The Co-operative Party’s roots go back to 1844, when the ‘Rochdale Pioneers’ founded the first modern co-operative, based on principles still in use today.
That first store grew into a movement with millions of members. During World War I, co-ops faced discrimination from a government dominated by private business. In 1917, the movement set up the Co-operative Party to represent and defend itself, and to promote our values in the wider economy and society.
Since 1927, the Party has had an electoral agreement with Labour Party. This enables us to stand joint candidates in elections, recognising our shared values and maximising our impact.

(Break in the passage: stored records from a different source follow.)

//! Persistence adapters
//!
//! A backend loads the full snapshot once at startup and is told about every
//! mutation afterwards (write-through). Whole-snapshot backends ignore the
//! change detail and rewrite everything; record-oriented backends apply the
//! change one record at a time.

mod file;
mod memory;
mod redis_backend;

use async_trait::async_trait;
use std::sync::Arc;

pub use self::file::FileBackend;
pub use self::memory::MemoryBackend;
pub use self::redis_backend::RedisBackend;

use crate::config::{BackendKind, Config};
use crate::error::StorageError;
use crate::store::{Record, RecordId, Snapshot};

/// What a mutating operation did to one collection
#[derive(Debug, Clone, PartialEq)]
pub enum Change {
    Insert(Vec<(RecordId, Record)>),
    Replace(RecordId, Record),
    Delete(RecordId),
}

#[async_trait]
pub trait Persistence: Send + Sync {
    /// Short backend name for logs
    fn name(&self) -> &'static str;

    /// Read every stored collection
    async fn load(&self) -> Result<Snapshot, StorageError>;

    /// Write a complete snapshot
    async fn save(&self, snapshot: &Snapshot) -> Result<(), StorageError>;

    /// Persist one mutation. `records` is the collection's full contents
    /// after the change.
    async fn apply(
        &self,
        resource: &str,
        change: &Change,
        records: &[Record],
    ) -> Result<(), StorageError>;

    /// Check the medium is reachable
    async fn ping(&self) -> Result<(), StorageError> {
        Ok(())
    }
}

pub type SharedBackend = Arc<dyn Persistence>;

/// Open the configured backend. Connection failures are returned to the
/// caller, which treats them as fatal at startup.
pub async fn open(config: &Config) -> Result<SharedBackend, StorageError> {
    let backend: SharedBackend = match config.storage.backend {
        BackendKind::Memory => Arc::new(MemoryBackend::new()),
        BackendKind::File => Arc::new(FileBackend::new(&config.storage.path)),
        BackendKind::Redis => Arc::new(
            RedisBackend::connect(
                &config.storage.url,
                &config.storage.namespace,
                &config.resources,
            )
            .await?,
        ),
    };
    backend.ping().await?;
    Ok(backend)
}
// Configuration types module
// Defines all configuration-related data structures

use serde::{Deserialize, Serialize};

/// Main configuration structure
#[derive(Debug, Deserialize, Clone)]
pub struct Config {
    pub server: ServerConfig,
    pub logging: LoggingConfig,
    pub performance: PerformanceConfig,
    pub http: HttpConfig,
    #[serde(default)]
    pub health: HealthConfig,
    pub storage: StorageConfig,
    #[serde(default = "default_resources")]
    pub resources: Vec<ResourceConfig>,
}

/// Server configuration
#[derive(Debug, Deserialize, Clone)]
pub struct ServerConfig {
    pub host: String,
    pub port: u16,
    /// Listen backlog passed to `listen(2)`
    pub backlog: i32,
}

/// Logging configuration
#[derive(Debug, Deserialize, Serialize, Clone)]
pub struct LoggingConfig {
    /// Minimum level written: error, warn, info or debug
    pub level: String,
    pub access_log: bool,
    /// Access log format (combined, common, json, or custom pattern)
    #[serde(default = "default_access_log_format")]
    pub access_log_format: String,
    /// Access log file path (optional, stdout if not set)
    #[serde(default)]
    pub access_log_file: Option<String>,
    /// Error log file path (optional, stderr if not set)
    #[serde(default)]
    pub error_log_file: Option<String>,
}

#[allow(clippy::missing_const_for_fn)]
fn default_access_log_format() -> String {
    "combined".to_string()
}

/// Performance configuration
#[derive(Debug, Deserialize, Clone)]
pub struct PerformanceConfig {
    pub keep_alive: bool,
    /// Seconds allowed for buffering a request body
    pub read_timeout: u64,
    pub max_connections: Option<u64>,
    /// Seconds to wait for open connections on shutdown
    pub shutdown_grace: u64,
}

/// HTTP configuration
#[derive(Debug, Deserialize, Serialize, Clone)]
pub struct HttpConfig {
    pub server_name: String,
    pub enable_cors: bool,
    pub max_body_size: u64,
}

/// Health check configuration
#[derive(Debug, Deserialize, Serialize, Clone)]
pub struct HealthConfig {
    /// Enable health check endpoints
    #[serde(default = "default_health_enabled")]
    pub enabled: bool,
    /// Liveness probe path (default: /healthz)
    #[serde(default = "default_healthz_path")]
    pub liveness_path: String,
    /// Readiness probe path (default: /readyz)
    #[serde(default = "default_readyz_path")]
    pub readiness_path: String,
}

#[allow(clippy::missing_const_for_fn)]
fn default_health_enabled() -> bool {
    true
}

#[allow(clippy::missing_const_for_fn)]
fn default_healthz_path() -> String {
    "/healthz".to_string()
}

#[allow(clippy::missing_const_for_fn)]
fn default_readyz_path() -> String {
    "/readyz".to_string()
}

impl Default for HealthConfig {
    fn default() -> Self {
        Self {
            enabled: default_health_enabled(),
            liveness_path: default_healthz_path(),
            readiness_path: default_readyz_path(),
        }
    }
}

/// Persistence backend selection
#[derive(Debug, Deserialize, Serialize, Clone, Copy, PartialEq, Eq)]
#[serde(rename_all = "snake_case")]
pub enum BackendKind {
    Memory,
    File,
    Redis,
}

/// Storage configuration
#[derive(Debug, Deserialize, Clone)]
pub struct StorageConfig {
    pub backend: BackendKind,
    /// Snapshot file for the file backend
    pub path: String,
    /// Connection URL for the redis backend
    pub url: String,
    /// Key prefix for the redis backend
    pub namespace: String,
}

/// How record identifiers are typed, generated and parsed from paths
#[derive(Debug, Deserialize, Serialize, Clone, Copy, PartialEq, Eq, Default)]
#[serde(rename_all = "snake_case")]
pub enum IdPolicy {
    /// JSON integers, generated from a monotonic counter
    #[default]
    Numeric,
    /// JSON strings, generated as UUID v4
    Text,
}

/// Field filled in on insert when the client leaves it out
#[derive(Debug, Deserialize, Serialize, Clone, PartialEq)]
pub struct FieldDefault {
    pub field: String,
    pub value: serde_json::Value,
}

/// Read-only field rendered from a `{field}` template
#[derive(Debug, Deserialize, Serialize, Clone, PartialEq, Eq)]
pub struct DerivedField {
    pub name: String,
    pub template: String,
}

/// One exposed resource collection
#[derive(Debug, Deserialize, Serialize, Clone, PartialEq)]
pub struct ResourceConfig {
    /// Collection name, also the path segment (e.g. "users")
    pub name: String,
    /// Singular display name (e.g. "User"); derived from `name` when absent
    #[serde(default)]
    pub label: Option<String>,
    /// Path prefix in front of the collection segment (e.g. "/api")
    #[serde(default)]
    pub mount: String,
    #[serde(default = "default_id_field")]
    pub id_field: String,
    #[serde(default)]
    pub id_policy: IdPolicy,
    #[serde(default)]
    pub required: Vec<String>,
    #[serde(default)]
    pub unique: Vec<String>,
    #[serde(default)]
    pub defaults: Vec<FieldDefault>,
    #[serde(default)]
    pub timestamps: bool,
    #[serde(default)]
    pub derived: Vec<DerivedField>,
}

#[allow(clippy::missing_const_for_fn)]
fn default_id_field() -> String {
    "id".to_string()
}

impl ResourceConfig {
    /// Bare resource with default id handling and no schema rules
    pub fn named(name: &str) -> Self {
        Self {
            name: name.to_string(),
            label: None,
            mount: String::new(),
            id_field: default_id_field(),
            id_policy: IdPolicy::Numeric,
            required: Vec::new(),
            unique: Vec::new(),
            defaults: Vec::new(),
            timestamps: false,
            derived: Vec::new(),
        }
    }
}

/// Resources served when none are configured
pub fn default_resources() -> Vec<ResourceConfig> {
    let mut users = ResourceConfig::named("users");
    users.required = vec!["name".to_string(), "email".to_string()];
    users.unique = vec!["email".to_string()];
    users.timestamps = true;

    let mut products = ResourceConfig::named("products");
    products.required = vec!["name".to_string()];
    products.timestamps = true;
    products.defaults = vec![
        FieldDefault {
            field: "quantity".to_string(),
            value: serde_json::json!(0),
        },
        FieldDefault {
            field: "price".to_string(),
            value: serde_json::json!(0),
        },
    ];

    vec![users, products]
}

There are Labour & Co-operative representatives at all level of national and local government across Britain working to champion co-operative values and principles.
- Members of Parliament
- Members of the House of Lords
- Members of the Scottish Parliament
- Members of the Welsh Assembly
- Hundreds of councillors across the UK.
- Laid the foundations of modern consumer law in the 1960s- much of it still in force today.
- Instigated the Co-operative Commission, laying the groundwork for a new generation of co-ops.
- Championed the Fair Tax Mark, becoming the first UK political Party to be awarded the Mark.
- Worked to create Supporters’ Direct, supporting a huge expansion in football supporters’ trusts.
- Enabled the creation of co-operative schools, with around 800 now open across England.
- Backed Fairtrade in its early stages, securing £2m per year support for the Fairtrade Foundation.